Halepçe katliamının tarihte yapılan en vahşeti katliamlardan olduğunu ifade eden Dağılma, insanların yaşlı, genç, kadın ve çocuk demeden katledildiğini belirterek, “Katliamın daha büyük olması için kimyasal gaza, elma kokusu yayması için elma aromasını katarak, yarına umudu olan çocukların dışarıya çıkıp ölmeleri için böyle korkunç bir yönteme başvuruldu. Kimyasal gaz atıldığında çevreye elma kokusunu verdiğinde, Halepçe`de bulunan çocuklar dışarı çıkıp elma kokusuyla ölümün kendilerine sunulduğunu bilmeden hayattan koparıldılar.” ifadelerini kullandı.

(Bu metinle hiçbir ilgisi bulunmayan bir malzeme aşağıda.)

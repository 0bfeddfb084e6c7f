//! # Validation Reports
//!
//! The outcome of one validation call. A document is either wholly valid or
//! carries a non-empty, ordered list of violations (depth-first, in field
//! declaration order). There is no partial success.
//!
//! For external reporting a [`Report`] serializes as `{"valid": true}` or
//! `{"valid": false, "violations": [{"path": ..., "reason": ...}, ...]}`.

use std::fmt;

use serde::ser::{Serialize, SerializeStruct, Serializer};

/// Category of a violation. Not part of the serialized contract; lets
/// callers filter without parsing reasons.
#[derive(Debug, Clone, Copy, PartialEq, Eq, Hash)]
pub enum ViolationKind {
    /// A required field is absent.
    MissingRequired,
    /// A value has the wrong variant.
    WrongType,
    /// An empty string where one is not tolerated.
    EmptyString,
    /// A value outside its enum.
    NotInEnum,
    /// A map key rejected by the field's key pattern.
    KeyMismatch,
    /// An undeclared field, reported only in strict mode.
    UnknownField,
    /// A semantic rule from the lint pass.
    Semantic,
}

/// A single mismatch between a document and a schema.
#[derive(Debug, Clone, PartialEq, Eq, serde::Serialize)]
pub struct Violation {
    /// Location in the document, e.g. `.apis[0].operations[1].method`.
    /// Empty for the document root.
    pub path: String,
    /// Human-readable description.
    pub reason: String,
    /// Category.
    #[serde(skip)]
    pub kind: ViolationKind,
}

impl fmt::Display for Violation {
    fn fmt(&self, f: &mut fmt::Formatter<'_>) -> fmt::Result {
        if self.path.is_empty() {
            write!(f, "  (root): {}", self.reason)
        } else {
            write!(f, "  {}: {}", self.path, self.reason)
        }
    }
}

/// A non-empty collection of violations.
#[derive(Debug, Clone, PartialEq, Eq, serde::Serialize)]
#[serde(transparent)]
pub struct Violations {
    violations: Vec<Violation>,
}

impl Violations {
    /// Returns the number of violations.
    pub fn len(&self) -> usize {
        self.violations.len()
    }

    /// Always false for a report-produced value.
    pub fn is_empty(&self) -> bool {
        self.violations.is_empty()
    }

    /// Returns a slice of all violations.
    pub fn violations(&self) -> &[Violation] {
        &self.violations
    }

    /// Consumes self and returns the inner Vec.
    pub fn into_inner(self) -> Vec<Violation> {
        self.violations
    }
}

impl fmt::Display for Violations {
    fn fmt(&self, f: &mut fmt::Formatter<'_>) -> fmt::Result {
        for (i, v) in self.violations.iter().enumerate() {
            if i > 0 {
                writeln!(f)?;
            }
            write!(f, "{v}")?;
        }
        Ok(())
    }
}

/// Outcome of validating one document.
#[derive(Debug, Clone, PartialEq, Eq)]
pub enum Report {
    /// No violations at any depth.
    Valid,
    /// At least one violation.
    Invalid(Violations),
}

impl Report {
    /// Build a report from accumulated violations; empty means valid.
    pub fn from_violations(violations: Vec<Violation>) -> Self {
        if violations.is_empty() {
            Self::Valid
        } else {
            Self::Invalid(Violations { violations })
        }
    }

    /// True if the document had no violations.
    pub fn is_valid(&self) -> bool {
        matches!(self, Self::Valid)
    }

    /// All violations, empty for a valid report.
    pub fn violations(&self) -> &[Violation] {
        match self {
            Self::Valid => &[],
            Self::Invalid(v) => v.violations(),
        }
    }

    /// Convert into a `Result` for `?`-style callers.
    ///
    /// # Errors
    ///
    /// Returns the violations if the report is invalid.
    pub fn into_result(self) -> Result<(), Violations> {
        match self {
            Self::Valid => Ok(()),
            Self::Invalid(v) => Err(v),
        }
    }
}

impl fmt::Display for Report {
    fn fmt(&self, f: &mut fmt::Formatter<'_>) -> fmt::Result {
        match self {
            Self::Valid => f.write_str("valid"),
            Self::Invalid(v) => write!(f, "invalid ({} violations):\n{v}", v.len()),
        }
    }
}

impl Serialize for Report {
    fn serialize<S: Serializer>(&self, serializer: S) -> Result<S::Ok, S::Error> {
        match self {
            Self::Valid => {
                let mut s = serializer.serialize_struct("Report", 1)?;
                s.serialize_field("valid", &true)?;
                s.end()
            }
            Self::Invalid(violations) => {
                let mut s = serializer.serialize_struct("Report", 2)?;
                s.serialize_field("valid", &false)?;
                s.serialize_field("violations", violations)?;
                s.end()
            }
        }
    }
}

#[cfg(test)]
mod tests {
    use super::*;
    use serde_json::json;

    fn violation(path: &str, reason: &str) -> Violation {
        Violation {
            path: path.to_string(),
            reason: reason.to_string(),
            kind: ViolationKind::MissingRequired,
        }
    }

    #[test]
    fn test_empty_violations_is_valid() {
        assert_eq!(Report::from_violations(Vec::new()), Report::Valid);
        assert!(Report::Valid.violations().is_empty());
        assert!(Report::Valid.into_result().is_ok());
    }

    #[test]
    fn test_serialize_valid() {
        assert_eq!(serde_json::to_value(Report::Valid).unwrap(), json!({"valid": true}));
    }

    #[test]
    fn test_serialize_invalid_omits_kind() {
        let report = Report::from_violations(vec![violation(".apis", "missing required field .apis")]);
        assert_eq!(
            serde_json::to_value(&report).unwrap(),
            json!({
                "valid": false,
                "violations": [{"path": ".apis", "reason": "missing required field .apis"}]
            })
        );
    }

    #[test]
    fn test_violation_display_root() {
        let v = violation("", "wrong type at (root): expected mapping, found string");
        assert!(v.to_string().contains("(root)"));
    }

    #[test]
    fn test_report_display_counts() {
        let report = Report::from_violations(vec![violation(".a", "x"), violation(".b", "y")]);
        let text = report.to_string();
        assert!(text.starts_with("invalid (2 violations)"));
        assert!(text.contains("  .b: y"));
    }
}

Basın açıklamasını grup adına Kalem Derneği üyelerinden Yusuf Efe okudu.

Efe açıklamaya “Ve zalim olan kimselere meyletmeyiniz. O takdirde size ateş dokunur. Sizin Allah`tan başka dostunuz yoktur. Sonra yardım olunmazsınız.” ayetiyle başladı.

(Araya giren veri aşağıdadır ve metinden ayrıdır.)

//! # Validator
//!
//! The single interpreter for every [`SchemaNode`]. Given a node and a value
//! it walks both in parallel:
//!
//! 1. A non-mapping where a node is expected is one "wrong type" violation;
//!    the subtree is not descended into.
//! 2. Each declared field, in declaration order: absent and required is a
//!    violation; present is checked against the field's [`Shape`],
//!    recursing through nodes, sequences (`.f[i]`) and open maps (`.f.key`).
//! 3. Undeclared fields are ignored unless the options reject them, in which
//!    case they are reported after the declared fields, sorted by key.
//!
//! Nothing short-circuits across fields: every violation at every depth is
//! collected in one pass. The walk is pure and holds no state beyond the
//! output buffer, so one [`Validator`] may be used from many threads.

use std::fmt;

use apidecl_core::{Value, ValueKind};

use crate::constraint::Failure;
use crate::node::{SchemaNode, Shape};
use crate::options::{UnknownFields, ValidationOptions};
use crate::report::{Violation, ViolationKind};

/// Location inside a document, rendered as `.field[index].key`.
#[derive(Debug, Clone, Default, PartialEq, Eq, Hash)]
pub struct FieldPath(String);

impl FieldPath {
    /// The document root.
    pub fn root() -> Self {
        Self::default()
    }

    /// The path of field `name` under this path.
    pub fn field(&self, name: &str) -> Self {
        Self(format!("{}.{name}", self.0))
    }

    /// The path of element `index` of the sequence at this path.
    pub fn index(&self, index: usize) -> Self {
        Self(format!("{}[{index}]", self.0))
    }

    /// The path of the value under `key` in the open map at this path.
    pub fn key(&self, key: &str) -> Self {
        self.field(key)
    }

    /// Raw form; empty for the root.
    pub fn as_str(&self) -> &str {
        &self.0
    }

    /// True for the document root.
    pub fn is_root(&self) -> bool {
        self.0.is_empty()
    }
}

impl fmt::Display for FieldPath {
    fn fmt(&self, f: &mut fmt::Formatter<'_>) -> fmt::Result {
        if self.is_root() {
            f.write_str("(root)")
        } else {
            f.write_str(&self.0)
        }
    }
}

/// Structural validator parameterized by [`ValidationOptions`].
#[derive(Debug, Clone, Copy)]
pub struct Validator<'o> {
    options: &'o ValidationOptions,
}

impl<'o> Validator<'o> {
    /// Create a validator using `options`.
    pub fn new(options: &'o ValidationOptions) -> Self {
        Self { options }
    }

    /// Validate `value` against `node`, returning every violation in
    /// depth-first, declaration order. Empty means valid.
    pub fn validate(&self, node: &SchemaNode, value: &Value) -> Vec<Violation> {
        let mut out = Vec::new();
        self.visit_node(node, value, &FieldPath::root(), &mut out);
        out
    }

    fn visit_node(&self, node: &SchemaNode, value: &Value, path: &FieldPath, out: &mut Vec<Violation>) {
        let Some(map) = value.as_mapping() else {
            out.push(wrong_type(path, ValueKind::Mapping, value));
            return;
        };

        for field in node.fields() {
            let child = path.field(&field.name);
            match map.get(&field.name) {
                Some(v) => self.visit_shape(&field.shape, v, &child, out),
                None if field.required => out.push(Violation {
                    reason: format!("missing required field {child}"),
                    path: child.0,
                    kind: ViolationKind::MissingRequired,
                }),
                None => {}
            }
        }

        if self.options.unknown_fields == UnknownFields::Reject {
            for key in map.keys().filter(|k| !node.declares(k)) {
                let child = path.field(key);
                out.push(Violation {
                    reason: format!("unknown field {child} is not declared by {}", node.label()),
                    path: child.0,
                    kind: ViolationKind::UnknownField,
                });
            }
        }
    }

    fn visit_shape(&self, shape: &Shape, value: &Value, path: &FieldPath, out: &mut Vec<Violation>) {
        match shape {
            Shape::Any => {}
            Shape::Scalar(constraints) => {
                if let Some(failure) = constraints.iter().find_map(|c| c.check(value).err()) {
                    out.push(from_failure(path, &failure));
                }
            }
            Shape::Node(node) => self.visit_node(node, value, path, out),
            Shape::ArrayOf(inner) => match value.as_sequence() {
                Some(items) => {
                    for (i, item) in items.iter().enumerate() {
                        self.visit_shape(inner, item, &path.index(i), out);
                    }
                }
                None => out.push(wrong_type(path, ValueKind::Sequence, value)),
            },
            Shape::MapOf { keys, values } => match value.as_mapping() {
                Some(map) => {
                    for (key, item) in map {
                        let child = path.key(key);
                        if keys.matches(key) {
                            self.visit_shape(values, item, &child, out);
                        } else {
                            out.push(Violation {
                                reason: format!(
                                    "key {key:?} at {path} does not match pattern {:?}",
                                    keys.as_regex_str().unwrap_or_default()
                                ),
                                path: child.0,
                                kind: ViolationKind::KeyMismatch,
                            });
                        }
                    }
                }
                None => out.push(wrong_type(path, ValueKind::Mapping, value)),
            },
        }
    }
}

fn from_failure(path: &FieldPath, failure: &Failure) -> Violation {
    Violation {
        path: path.as_str().to_string(),
        reason: failure.reason(path),
        kind: failure.kind(),
    }
}

fn wrong_type(path: &FieldPath, expected: ValueKind, value: &Value) -> Violation {
    from_failure(
        path,
        &Failure::WrongType {
            expected,
            found: value.kind(),
        },
    )
}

“Dünya düzeni adına ülkeler işgal edilmekte, katliamlar yapılmaktadır”

Zulüm eden güç ve iktidar sahiplerine, yeryüzünde fitne ve fesat çıkarmayın, bozgunculuk yapmayın denildiğinde, kendilerini ıslah ediciler olarak tanıttıklarını Kuran-ı Kerim'in kendilerine ifade ettiğini söyleyen Efe, “Dünya düzeni adına ülkeler işgal edilmekte, katliamlar yapılmaktadır. Bunlar özgürlük, demokrasi, insan hakları, eşitlik, barış, huzur vs. getireceğiz diye işgal ettikleri topraklara kan gözyaşı, açlık ve sefaletten başka bir şey getirmemişlerdir.” dedi.

“Tarihi süreçte halkı ezen zalim ve zorbaların sadece adları ve unvanları değişmiştir”

“Tevhidi düşüncenin hâkim olduğu dönemler hariç, dünya tarihi iktidar sahiplerinin zulmüne tanık olmuştur.” diyen Efe, "Güç ve iktidarı ellerinde bulunduran bu zalim ve müstekbirler, iktidarlarını korumak için bazen Nemrut ve Firavun gibi mustazaf halkın çocuklarını öldürtmüş, bazen de Eshab-ı Uhdud gibi, inancından vazgeçmeyen halkın tümünü ateşe attırmıştır. Tarihi süreçte halkı ezen bu zalim ve zorbaların sadece adları ve unvanları değişmiştir. Adları bazen Nemrut, Firavun, Dikyanus, Sezar, Kayser, olmuş, bazen de İmparator, Şef, Önder, Başkan vesaire olmuştur. Hepsinin ortak noktası zulümde birbirleriyle yarışmak olmuştur.” ifadelerini kullandı.

“Halepçe`de Müslüman Kürt halkı kadın yaşlı çocuk bebek Hardal ve Sârin gazlarıyla katledildi”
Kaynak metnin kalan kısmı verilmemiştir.